Dalla ricerca è emerso che l’enuresi è un disturbo multi-fattoriale e spesso sottostimato. “I pediatri- avverte Ferrara- devono indagare se questi bambini hanno disordini minzionali di notte, ma anche di giorno. Inoltre- continua lo studioso- bisogna capire quale sia la qualità del sonno di questi bambini, perché oltre il 75% del campione aveva disordini del sonno. Occorre anche approfondire le abitudini alimentari perché- spiega il presidente della Sip Lazio- sempre dall’indagine è emerso che il 90% dei bambini aveva dei comportamenti alimentari scorretti“.

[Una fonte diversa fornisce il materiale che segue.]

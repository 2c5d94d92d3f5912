use std::path::{Path, PathBuf};

use anyhow::Context;

use crate::config::policy::TimingPolicy;
use crate::creative::metadata::{AudioRef, CreativeMetadata};
use crate::foundation::error::{VitrineError, VitrineResult};
use crate::timeline::model::{
    AssetSource, EntryKind, Timeline, TimelineEntry, TimelineFormat,
};

/// One entry of a project file. `source` is relative to the project directory.
#[derive(Clone, Debug, PartialEq, Eq, serde::Serialize, serde::Deserialize)]
pub struct ProjectEntry {
    /// Stable entry id.
    pub id: String,
    /// Entry kind.
    pub kind: EntryKind,
    /// Image path. Missing means "unbound" (placeholder).
    #[serde(default)]
    pub source: Option<String>,
}

/// A creative as stored on disk: listing metadata plus both sequences.
#[derive(Clone, Debug, Default, serde::Serialize, serde::Deserialize)]
#[serde(default)]
pub struct CreativeProject {
    /// Listing fields.
    pub metadata: CreativeMetadata,
    /// Soundtrack path for the reels clip.
    pub audio: Option<String>,
    /// Feed carousel entries.
    pub feed: Vec<ProjectEntry>,
    /// Reels entries.
    pub reels: Vec<ProjectEntry>,
    #[serde(skip)]
    root: PathBuf,
}

impl CreativeProject {
    /// Parse a project from JSON. Relative sources resolve against `root`.
    pub fn from_json_str(s: &str, root: impl Into<PathBuf>) -> VitrineResult<Self> {
        let mut p: Self =
            serde_json::from_str(s).map_err(|e| VitrineError::serde(e.to_string()))?;
        p.root = root.into();
        Ok(p)
    }

    /// Read a project file. Sources resolve against the file's directory.
    pub fn from_path(path: &Path) -> VitrineResult<Self> {
        let s = std::fs::read_to_string(path)
            .with_context(|| format!("read project file '{}'", path.display()))?;
        let root = path.parent().map(Path::to_path_buf).unwrap_or_default();
        Self::from_json_str(&s, root)
    }

    /// Directory that relative sources resolve against.
    pub fn root(&self) -> &Path {
        &self.root
    }

    /// Metadata with stock defaults filled in and the soundtrack resolved.
    pub fn resolved_metadata(&self) -> VitrineResult<CreativeMetadata> {
        let mut m = self.metadata.clone().with_defaults();
        m.audio = match self.audio.as_deref() {
            Some(rel) => AudioRef::Path(self.root.join(normalize_rel_path(rel)?)),
            None => AudioRef::None,
        };
        Ok(m)
    }

    /// Build the feed timeline. The closing art is required.
    pub fn feed_timeline(&self, timing: TimingPolicy) -> VitrineResult<Timeline> {
        let t = Timeline::new(TimelineFormat::Feed, self.entries(&self.feed)?, timing)?;
        t.require_bookends()?;
        Ok(t)
    }

    /// Build the reels timeline. Cover and closing arts are required.
    pub fn reels_timeline(&self, timing: TimingPolicy) -> VitrineResult<Timeline> {
        let t = Timeline::new(TimelineFormat::Reels, self.entries(&self.reels)?, timing)?;
        t.require_bookends()?;
        Ok(t)
    }

    fn entries(&self, list: &[ProjectEntry]) -> VitrineResult<Vec<TimelineEntry>> {
        list.iter()
            .map(|e| {
                let source = match e.source.as_deref() {
                    Some(rel) => AssetSource::Path(self.root.join(normalize_rel_path(rel)?)),
                    None => AssetSource::Unbound,
                };
                Ok(TimelineEntry::new(e.id.clone(), e.kind, source))
            })
            .collect()
    }
}

/// Normalize a project-relative path.
///
/// Uses `/` separators, drops `.` segments, and rejects absolute paths and `..` traversal.
pub(crate) fn normalize_rel_path(source: &str) -> VitrineResult<String> {
    let s = source.replace('\\', "/");
    if s.starts_with('/') {
        return Err(VitrineError::validation("project paths must be relative"));
    }
    if s.is_empty() {
        return Err(VitrineError::validation("project path must be non-empty"));
    }

    let mut out = Vec::<&str>::new();
    for part in s.split('/') {
        if part.is_empty() || part == "." {
            continue;
        }
        if part == ".." {
            return Err(VitrineError::validation(
                "project paths must not contain '..'",
            ));
        }
        out.push(part);
    }

    if out.is_empty() {
        return Err(VitrineError::validation(
            "project path must contain a file name",
        ));
    }
    Ok(out.join("/"))
}

#[cfg(test)]
#[path = "../../tests/unit/creative/project.rs"]
mod tests;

Non ultimo, continua il professore dell’Università Campus Bio-Medico, “dalla nostra analisi è emerso che un genitore su due aveva nei confronti dei bambini degli atteggiamenti di tipo punitivo. Il bambino va compreso perché non lo fa di proposito– sottolinea il pediatra- l’enuresi è un disturbo e quindi il paziente va inserito, se necessario, in un percorso diagnostico e terapeutico adeguato”.

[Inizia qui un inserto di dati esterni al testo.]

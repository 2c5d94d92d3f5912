use std::path::PathBuf;
use std::sync::Arc;
use std::time::Duration;

use crate::config::policy::TimingPolicy;
use crate::foundation::error::{VitrineError, VitrineResult};

/// Kind of a timeline entry. Each kind has a fixed on-screen duration.
#[derive(Clone, Copy, Debug, PartialEq, Eq, Hash, serde::Serialize, serde::Deserialize)]
#[serde(rename_all = "snake_case")]
pub enum EntryKind {
    /// A listing photograph. Overlay text is drawn over photos only.
    Photo,
    /// Opening cover art (reels only, first position).
    Cover,
    /// Closing/contact art (last position).
    Closing,
}

impl EntryKind {
    /// Duration of a segment of this kind under `timing`, in milliseconds.
    pub fn duration_ms(self, timing: &TimingPolicy) -> u64 {
        match self {
            EntryKind::Photo => timing.photo_ms,
            EntryKind::Cover => timing.cover_ms,
            EntryKind::Closing => timing.closing_ms,
        }
    }
}

/// Opaque entry identifier, unique within a timeline and stable across reorders.
#[derive(Clone, Debug, PartialEq, Eq, Hash, PartialOrd, Ord, serde::Serialize, serde::Deserialize)]
#[serde(transparent)]
pub struct EntryId(pub String);

impl EntryId {
    /// Borrow the identifier text.
    pub fn as_str(&self) -> &str {
        &self.0
    }
}

impl std::fmt::Display for EntryId {
    fn fmt(&self, f: &mut std::fmt::Formatter<'_>) -> std::fmt::Result {
        f.write_str(&self.0)
    }
}

impl From<&str> for EntryId {
    fn from(value: &str) -> Self {
        Self(value.to_owned())
    }
}

/// Where the pixels of an entry come from.
#[derive(Clone, Debug, Default)]
pub enum AssetSource {
    /// No asset bound. Composers substitute a deterministic placeholder.
    #[default]
    Unbound,
    /// Encoded image bytes already in memory.
    Bytes(Arc<Vec<u8>>),
    /// Encoded image file on disk.
    Path(PathBuf),
}

impl AssetSource {
    /// Whether a source is bound.
    pub fn is_bound(&self) -> bool {
        !matches!(self, AssetSource::Unbound)
    }
}

/// One typed, ordered unit of visual content.
#[derive(Clone, Debug)]
pub struct TimelineEntry {
    /// Stable identifier.
    pub id: EntryId,
    /// Entry kind.
    pub kind: EntryKind,
    /// Image source.
    pub source: AssetSource,
}

impl TimelineEntry {
    /// Build an entry.
    pub fn new(id: impl Into<String>, kind: EntryKind, source: AssetSource) -> Self {
        Self {
            id: EntryId(id.into()),
            kind,
            source,
        }
    }
}

/// Output format a timeline is laid out for. Decides placement rules.
#[derive(Clone, Copy, Debug, PartialEq, Eq, serde::Serialize, serde::Deserialize)]
#[serde(rename_all = "snake_case")]
pub enum TimelineFormat {
    /// Portrait carousel stills. Covers are not allowed.
    Feed,
    /// Tall animated clip.
    Reels,
}

/// Direction for [`Timeline::move_entry`].
#[derive(Clone, Copy, Debug, PartialEq, Eq)]
pub enum MoveDirection {
    /// Toward index 0.
    Left,
    /// Toward the end.
    Right,
}

/// Validated, ordered sequence of entries with derived segment timing.
///
/// A `Timeline` is immutable: [`Timeline::reorder`] and [`Timeline::move_entry`] return a new
/// value and leave `self` untouched on both success and failure.
#[derive(Clone, Debug)]
pub struct Timeline {
    format: TimelineFormat,
    timing: TimingPolicy,
    entries: Vec<TimelineEntry>,
    // starts_ms[i] = sum of durations before i; one extra trailing element holds the total.
    starts_ms: Vec<u64>,
}

impl Timeline {
    /// Validate placement rules and derive segment timing.
    pub fn new(
        format: TimelineFormat,
        entries: Vec<TimelineEntry>,
        timing: TimingPolicy,
    ) -> VitrineResult<Self> {
        timing.validate()?;
        check_placement(format, &entries)?;

        let mut starts_ms = Vec::with_capacity(entries.len() + 1);
        let mut acc = 0u64;
        starts_ms.push(acc);
        for e in &entries {
            acc = acc.saturating_add(e.kind.duration_ms(&timing));
            starts_ms.push(acc);
        }

        Ok(Self {
            format,
            timing,
            entries,
            starts_ms,
        })
    }

    /// Default feed carousel: photos `img-{i}` followed by an optional closing `feed-closing`.
    pub fn feed(
        photos: impl IntoIterator<Item = AssetSource>,
        closing: Option<AssetSource>,
        timing: TimingPolicy,
    ) -> VitrineResult<Self> {
        let mut entries: Vec<TimelineEntry> = photos
            .into_iter()
            .enumerate()
            .map(|(i, src)| TimelineEntry::new(format!("img-{i}"), EntryKind::Photo, src))
            .collect();
        if let Some(src) = closing {
            entries.push(TimelineEntry::new("feed-closing", EntryKind::Closing, src));
        }
        Self::new(TimelineFormat::Feed, entries, timing)
    }

    /// Default reels sequence: `reels-cover`, photos `img-r-{i}`, `reels-closing`.
    pub fn reels(
        cover: Option<AssetSource>,
        photos: impl IntoIterator<Item = AssetSource>,
        closing: Option<AssetSource>,
        timing: TimingPolicy,
    ) -> VitrineResult<Self> {
        let mut entries = Vec::new();
        if let Some(src) = cover {
            entries.push(TimelineEntry::new("reels-cover", EntryKind::Cover, src));
        }
        entries.extend(
            photos
                .into_iter()
                .enumerate()
                .map(|(i, src)| TimelineEntry::new(format!("img-r-{i}"), EntryKind::Photo, src)),
        );
        if let Some(src) = closing {
            entries.push(TimelineEntry::new("reels-closing", EntryKind::Closing, src));
        }
        Self::new(TimelineFormat::Reels, entries, timing)
    }

    /// Require the bookend arts a complete creative needs: a closing for feed, a cover and a
    /// closing for reels.
    pub fn require_bookends(&self) -> VitrineResult<()> {
        let first = self.entries.first().map(|e| e.kind);
        let last = self.entries.last().map(|e| e.kind);
        if self.format == TimelineFormat::Reels && first != Some(EntryKind::Cover) {
            return Err(VitrineError::invariant("reels timeline requires a cover art"));
        }
        if last != Some(EntryKind::Closing) {
            return Err(VitrineError::invariant(format!(
                "{} timeline requires a closing art",
                match self.format {
                    TimelineFormat::Feed => "feed",
                    TimelineFormat::Reels => "reels",
                }
            )));
        }
        Ok(())
    }

    /// Swap the entries at `from` and `to`, returning the reordered timeline.
    ///
    /// Fails with [`VitrineError::OutOfRange`] when either index is outside `[0, len)`, and with
    /// [`VitrineError::InvariantViolation`] when the swap would break a placement rule.
    pub fn reorder(&self, from: usize, to: usize) -> VitrineResult<Self> {
        let len = self.entries.len();
        if from >= len || to >= len {
            return Err(VitrineError::OutOfRange { from, to, len });
        }
        let mut entries = self.entries.clone();
        entries.swap(from, to);
        Self::new(self.format, entries, self.timing)
    }

    /// Swap the entry at `index` with its neighbour in `dir`.
    ///
    /// Moving the first entry left reports `to = usize::MAX`.
    pub fn move_entry(&self, index: usize, dir: MoveDirection) -> VitrineResult<Self> {
        let to = match dir {
            MoveDirection::Left => index.checked_sub(1).unwrap_or(usize::MAX),
            MoveDirection::Right => index.saturating_add(1),
        };
        self.reorder(index, to)
    }

    /// Layout format.
    pub fn format(&self) -> TimelineFormat {
        self.format
    }

    /// Timing policy the durations were derived from.
    pub fn timing(&self) -> &TimingPolicy {
        &self.timing
    }

    /// Entries in order.
    pub fn entries(&self) -> &[TimelineEntry] {
        &self.entries
    }

    /// Entry at `index`.
    pub fn entry(&self, index: usize) -> Option<&TimelineEntry> {
        self.entries.get(index)
    }

    /// Number of entries (always at least one).
    pub fn len(&self) -> usize {
        self.entries.len()
    }

    /// Always `false`; empty timelines are rejected at construction.
    pub fn is_empty(&self) -> bool {
        self.entries.is_empty()
    }

    /// Duration of segment `index` in milliseconds.
    pub fn segment_duration_ms(&self, index: usize) -> u64 {
        match (self.starts_ms.get(index), self.starts_ms.get(index + 1)) {
            (Some(a), Some(b)) => b - a,
            _ => 0,
        }
    }

    /// Start offset of segment `index` in milliseconds.
    pub fn segment_start_ms(&self, index: usize) -> u64 {
        self.starts_ms.get(index).copied().unwrap_or(self.total_duration_ms())
    }

    /// Sum of all segment durations, in milliseconds.
    pub fn total_duration_ms(&self) -> u64 {
        self.starts_ms.last().copied().unwrap_or(0)
    }

    /// Sum of all segment durations.
    pub fn total_duration(&self) -> Duration {
        Duration::from_millis(self.total_duration_ms())
    }

    pub(crate) fn starts_ms(&self) -> &[u64] {
        &self.starts_ms
    }
}

fn check_placement(format: TimelineFormat, entries: &[TimelineEntry]) -> VitrineResult<()> {
    if entries.is_empty() {
        return Err(VitrineError::invariant("timeline must contain at least one entry"));
    }

    let mut seen = std::collections::HashSet::with_capacity(entries.len());
    for e in entries {
        if e.id.0.is_empty() {
            return Err(VitrineError::invariant("entry ids must be non-empty"));
        }
        if !seen.insert(e.id.as_str()) {
            return Err(VitrineError::invariant(format!(
                "duplicate entry id '{}'",
                e.id
            )));
        }
    }

    let last = entries.len() - 1;
    for (i, e) in entries.iter().enumerate() {
        match e.kind {
            EntryKind::Photo => {}
            EntryKind::Cover => {
                if format == TimelineFormat::Feed {
                    return Err(VitrineError::invariant(format!(
                        "feed timeline must not contain a cover (entry '{}')",
                        e.id
                    )));
                }
                if i != 0 {
                    return Err(VitrineError::invariant(format!(
                        "cover '{}' must be the first entry (found at {i})",
                        e.id
                    )));
                }
            }
            EntryKind::Closing => {
                if i != last {
                    return Err(VitrineError::invariant(format!(
                        "closing '{}' must be the last entry (found at {i})",
                        e.id
                    )));
                }
            }
        }
    }
    Ok(())
}

#[cfg(test)]
#[path = "../../tests/unit/timeline/model.rs"]
mod tests;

Oltre alla familiarità e a fattori come il sonno e l’alimentazione, la sfera emotiva e psicologica possono incidere sulla comparsa dell’enuresi? “Quando ci sono dei disturbi diurni è certamente un fatto organico– chiarisce l’esperto- Il fattore psicologico può insorgere nelle enuresi secondarie, cioè quando il bambino è stato per sei mesi/un anno continente di notte e poi, improvvisamente, riprende a bagnare il letto ma solo di notte. In questo caso, probabilmente, c’è un disagio che il bambino esprime così. Nell’enuresi primaria, monosintomatica- prosegue Ferrara- si sa per certo che concorrono più cause: un sonno particolarmente profondo e agitato, la vescica un po’ più iperattiva e la carenza del picco notturno dell’ormone che fa trattenere le urine nella maggior parte dei bambini. Queste tre condizioni, associate a una familiarità che è emersa anche dal nostro studio, fa sì che l’enuresi possa presentarsi”. Il presidente della Sip Lazio tiene a chiarire che nell’affrontare la terapia dell’enuresi è molto importante curare non solo il disturbo, “ma il bambino con l’enuresi. Quindi l’approccio è sì farmacologico ma anche comportamentale ed educazionale“.

Famiglie e bambini devono imparare, ad esempio, a ridurre l’introduzione di liquidi la sera, a evitare le bevande gassate, a non mangiare alimenti salati, ad adottare abitudini di sonno regolari e a fare alcuni esercizi per controllare meglio la minzione. “Il supporto psicologico- aggiunge il pediatra- è sicuramente utile nei bambini un po’ più grandi o negli adolescenti che non hanno elaborato il fatto di essere ancora enuretici o nelle enuresi secondarie. Ma non bisogna medicalizzare perché- ribadisce in conclusione- si tratta di un disturbo che nel 99% dei casi si risolve entro l’età puberale”.